GOAL OF THE EXERCISE —
In the answer, every entry must appear exactly as given.

RECORDS TO PROCESS —
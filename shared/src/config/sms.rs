//! SMS gateway configuration
//!
//! Credentials for the signed-request SMS gateway. Values are read from the
//! environment once at startup and injected into the gateway client; nothing
//! below the API crate reads them ambiently.

use serde::{Deserialize, Serialize};

const DEFAULT_API_BASE_URL: &str = "https://sens.apigw.ntruss.com";

/// Which SMS backend the process sends through
#[derive(Debug, Clone, Copy, PartialEq, Eq, Deserialize, Serialize)]
#[serde(rename_all = "lowercase")]
pub enum SmsProvider {
    /// Signed-request gateway (production)
    Sens,
    /// In-memory mock that logs messages (development and tests)
    Mock,
}

/// SMS gateway configuration
#[derive(Debug, Clone, Deserialize, Serialize)]
pub struct SmsConfig {
    /// Provider selection
    pub provider: SmsProvider,

    /// Gateway access key id (goes into the `x-ncp-iam-access-key` header)
    pub access_key: String,

    /// Gateway secret key (HMAC-SHA256 signing key)
    pub secret_key: String,

    /// Service id embedded in the request path
    pub service_id: String,

    /// Registered sender number (`from` field of the message body)
    pub sender_number: String,

    /// Gateway base URL
    pub api_base_url: String,

    /// Outbound request timeout in seconds
    pub request_timeout_secs: u64,
}

impl Default for SmsConfig {
    fn default() -> Self {
        Self {
            provider: SmsProvider::Mock,
            access_key: String::new(),
            secret_key: String::new(),
            service_id: String::new(),
            sender_number: String::new(),
            api_base_url: String::from(DEFAULT_API_BASE_URL),
            request_timeout_secs: 10,
        }
    }
}

impl SmsConfig {
    /// Create from environment variables
    pub fn from_env() -> Self {
        let provider = match std::env::var("SMS_PROVIDER").as_deref() {
            Ok("sens") => SmsProvider::Sens,
            _ => SmsProvider::Mock,
        };

        Self {
            provider,
            access_key: std::env::var("SENS_ACCESS_KEY").unwrap_or_default(),
            secret_key: std::env::var("SENS_SECRET_KEY").unwrap_or_default(),
            service_id: std::env::var("SENS_SERVICE_ID").unwrap_or_default(),
            sender_number: std::env::var("SENS_SENDER_NUMBER").unwrap_or_default(),
            api_base_url: std::env::var("SENS_API_BASE_URL")
                .unwrap_or_else(|_| DEFAULT_API_BASE_URL.to_string()),
            request_timeout_secs: std::env::var("SMS_REQUEST_TIMEOUT_SECS")
                .unwrap_or_else(|_| "10".to_string())
                .parse()
                .unwrap_or(10),
        }
    }

    /// Validate that every credential required by the gateway is present
    pub fn validate(&self) -> Result<(), String> {
        if self.provider == SmsProvider::Mock {
            return Ok(());
        }
        if self.access_key.is_empty() {
            return Err("SENS_ACCESS_KEY must be set".to_string());
        }
        if self.secret_key.is_empty() {
            return Err("SENS_SECRET_KEY must be set".to_string());
        }
        if self.service_id.is_empty() {
            return Err("SENS_SERVICE_ID must be set".to_string());
        }
        if self.sender_number.is_empty() {
            return Err("SENS_SENDER_NUMBER must be set".to_string());
        }
        Ok(())
    }
}
//! Database module - MySQL implementations using SQLx
//!
//! This module provides the database access layer:
//! - Connection pool management
//! - The MySQL user repository

pub mod connection;
pub mod mysql;

#[cfg(test)]
mod tests;

// Re-export commonly used types
pub use connection::DatabasePool;
pub use mysql::MySqlUserRepository;
//! Verification cache backed by Redis
//!
//! Stores one value per phone number under the `verification:{phone}` key
//! namespace: first the pending code, then (after confirmation) the kind
//! marker that replaces it. Values are stored verbatim; the service layer
//! owns comparison and decides what a value means.

use async_trait::async_trait;

use smil_core::services::verification::CacheServiceTrait;

use crate::cache::RedisClient;

/// Redis-backed implementation of the verification cache
///
/// Keys are the exact phone number string the client submitted, prefixed
/// with the `verification:` namespace. Every write carries the TTL the
/// caller passes in.
#[derive(Clone)]
pub struct VerificationCache {
    redis_client: RedisClient,
}

impl VerificationCache {
    /// Create a new verification cache on top of a Redis client
    pub fn new(redis_client: RedisClient) -> Self {
        Self { redis_client }
    }

    /// Format the Redis key for a phone number
    pub(crate) fn format_key(phone: &str) -> String {
        format!("verification:{}", phone)
    }
}

#[async_trait]
impl CacheServiceTrait for VerificationCache {
    async fn get(&self, phone: &str) -> Result<Option<String>, String> {
        self.redis_client
            .get(&Self::format_key(phone))
            .await
            .map_err(|e| e.to_string())
    }

    async fn set(&self, phone: &str, value: &str, ttl_seconds: u64) -> Result<(), String> {
        self.redis_client
            .set_with_expiry(&Self::format_key(phone), value, ttl_seconds)
            .await
            .map_err(|e| e.to_string())
    }

    async fn delete(&self, phone: &str) -> Result<(), String> {
        self.redis_client
            .delete(&Self::format_key(phone))
            .await
            .map(|_| ())
            .map_err(|e| e.to_string())
    }
}
//! Business services containing domain logic and use cases.

pub mod auth;
pub mod token;
pub mod user;
pub mod verification;

// Re-export commonly used types
pub use auth::AuthService;
pub use token::{TokenConfig, TokenService};
pub use user::{UserService, UserServiceConfig, SIGNUP_KIND};
pub use verification::{
    CacheServiceTrait, SmsServiceTrait, VerificationConfig, VerificationService,
};
//! Verification code generation for SMS-based phone confirmation.

use rand::rngs::OsRng;
use rand::Rng;

/// Length of the verification code
pub const CODE_LENGTH: usize = 6;

/// Generates a cryptographically secure random 6-digit code
///
/// The code is uniform over `000000..=999999`; leading zeros are kept,
/// so `"004217"` is a possible output.
///
/// # Returns
///
/// A string containing a 6-digit verification code
pub fn generate() -> String {
    let code: u32 = OsRng.gen_range(0..1_000_000);
    format_code(code)
}

fn format_code(code: u32) -> String {
    format!("{:0width$}", code, width = CODE_LENGTH)
}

ANSWER TO THIS EXERCISE —
filename shared/src/config/sms.rs
//! SMS gateway configuration
//!
//! Credentials for the signed-request SMS gateway. Values are read from the
//! environment once at startup and injected into the gateway client; nothing
//! below the API crate reads them ambiently.

use serde::{Deserialize, Serialize};

const DEFAULT_API_BASE_URL: &str = "https://sens.apigw.ntruss.com";

/// Which SMS backend the process sends through
#[derive(Debug, Clone, Copy, PartialEq, Eq, Deserialize, Serialize)]
#[serde(rename_all = "lowercase")]
pub enum SmsProvider {
    /// Signed-request gateway (production)
    Sens,
    /// In-memory mock that logs messages (development and tests)
    Mock,
}

/// SMS gateway configuration
#[derive(Debug, Clone, Deserialize, Serialize)]
pub struct SmsConfig {
    /// Provider selection
    pub provider: SmsProvider,

    /// Gateway access key id (goes into the `x-ncp-iam-access-key` header)
    pub access_key: String,

    /// Gateway secret key (HMAC-SHA256 signing key)
    pub secret_key: String,

    /// Service id embedded in the request path
    pub service_id: String,

    /// Registered sender number (`from` field of the message body)
    pub sender_number: String,

    /// Gateway base URL
    pub api_base_url: String,

    /// Outbound request timeout in seconds
    pub request_timeout_secs: u64,
}

impl Default for SmsConfig {
    fn default() -> Self {
        Self {
            provider: SmsProvider::Mock,
            access_key: String::new(),
            secret_key: String::new(),
            service_id: String::new(),
            sender_number: String::new(),
            api_base_url: String::from(DEFAULT_API_BASE_URL),
            request_timeout_secs: 10,
        }
    }
}

impl SmsConfig {
    /// Create from environment variables
    pub fn from_env() -> Self {
        let provider = match std::env::var("SMS_PROVIDER").as_deref() {
            Ok("sens") => SmsProvider::Sens,
            _ => SmsProvider::Mock,
        };

        Self {
            provider,
            access_key: std::env::var("SENS_ACCESS_KEY").unwrap_or_default(),
            secret_key: std::env::var("SENS_SECRET_KEY").unwrap_or_default(),
            service_id: std::env::var("SENS_SERVICE_ID").unwrap_or_default(),
            sender_number: std::env::var("SENS_SENDER_NUMBER").unwrap_or_default(),
            api_base_url: std::env::var("SENS_API_BASE_URL")
                .unwrap_or_else(|_| DEFAULT_API_BASE_URL.to_string()),
            request_timeout_secs: std::env::var("SMS_REQUEST_TIMEOUT_SECS")
                .unwrap_or_else(|_| "10".to_string())
                .parse()
                .unwrap_or(10),
        }
    }

    /// Validate that every credential required by the gateway is present
    pub fn validate(&self) -> Result<(), String> {
        if self.provider == SmsProvider::Mock {
            return Ok(());
        }
        if self.access_key.is_empty() {
            return Err("SENS_ACCESS_KEY must be set".to_string());
        }
        if self.secret_key.is_empty() {
            return Err("SENS_SECRET_KEY must be set".to_string());
        }
        if self.service_id.is_empty() {
            return Err("SENS_SERVICE_ID must be set".to_string());
        }
        if self.sender_number.is_empty() {
            return Err("SENS_SENDER_NUMBER must be set".to_string());
        }
        Ok(())
    }
}
//! Database module - MySQL implementations using SQLx
//!
//! This module provides the database access layer:
//! - Connection pool management
//! - The MySQL user repository

pub mod connection;
pub mod mysql;

#[cfg(test)]
mod tests;

// Re-export commonly used types
pub use connection::DatabasePool;
pub use mysql::MySqlUserRepository;
//! Verification cache backed by Redis
//!
//! Stores one value per phone number under the `verification:{phone}` key
//! namespace: first the pending code, then (after confirmation) the kind
//! marker that replaces it. Values are stored verbatim; the service layer
//! owns comparison and decides what a value means.

use async_trait::async_trait;

use smil_core::services::verification::CacheServiceTrait;

use crate::cache::RedisClient;

/// Redis-backed implementation of the verification cache
///
/// Keys are the exact phone number string the client submitted, prefixed
/// with the `verification:` namespace. Every write carries the TTL the
/// caller passes in.
#[derive(Clone)]
pub struct VerificationCache {
    redis_client: RedisClient,
}

impl VerificationCache {
    /// Create a new verification cache on top of a Redis client
    pub fn new(redis_client: RedisClient) -> Self {
        Self { redis_client }
    }

    /// Format the Redis key for a phone number
    pub(crate) fn format_key(phone: &str) -> String {
        format!("verification:{}", phone)
    }
}

#[async_trait]
impl CacheServiceTrait for VerificationCache {
    async fn get(&self, phone: &str) -> Result<Option<String>, String> {
        self.redis_client
            .get(&Self::format_key(phone))
            .await
            .map_err(|e| e.to_string())
    }

    async fn set(&self, phone: &str, value: &str, ttl_seconds: u64) -> Result<(), String> {
        self.redis_client
            .set_with_expiry(&Self::format_key(phone), value, ttl_seconds)
            .await
            .map_err(|e| e.to_string())
    }

    async fn delete(&self, phone: &str) -> Result<(), String> {
        self.redis_client
            .delete(&Self::format_key(phone))
            .await
            .map(|_| ())
            .map_err(|e| e.to_string())
    }
}
//! Business services containing domain logic and use cases.

pub mod auth;
pub mod token;
pub mod user;
pub mod verification;

// Re-export commonly used types
pub use auth::AuthService;
pub use token::{TokenConfig, TokenService};
pub use user::{UserService, UserServiceConfig, SIGNUP_KIND};
pub use verification::{
    CacheServiceTrait, SmsServiceTrait, VerificationConfig, VerificationService,
};
//! Verification code generation for SMS-based phone confirmation.

use rand::rngs::OsRng;
use rand::Rng;

/// Length of the verification code
pub const CODE_LENGTH: usize = 6;

/// Generates a cryptographically secure random 6-digit code
///
/// The code is uniform over `000000..=999999`; leading zeros are kept,
/// so `"004217"` is a possible output.
///
/// # Returns
///
/// A string containing a 6-digit verification code
pub fn generate() -> String {
    let code: u32 = OsRng.gen_range(0..1_000_000);
    format_code(code)
}

fn format_code(code: u32) -> String {
    format!("{:0width$}", code, width = CODE_LENGTH)
}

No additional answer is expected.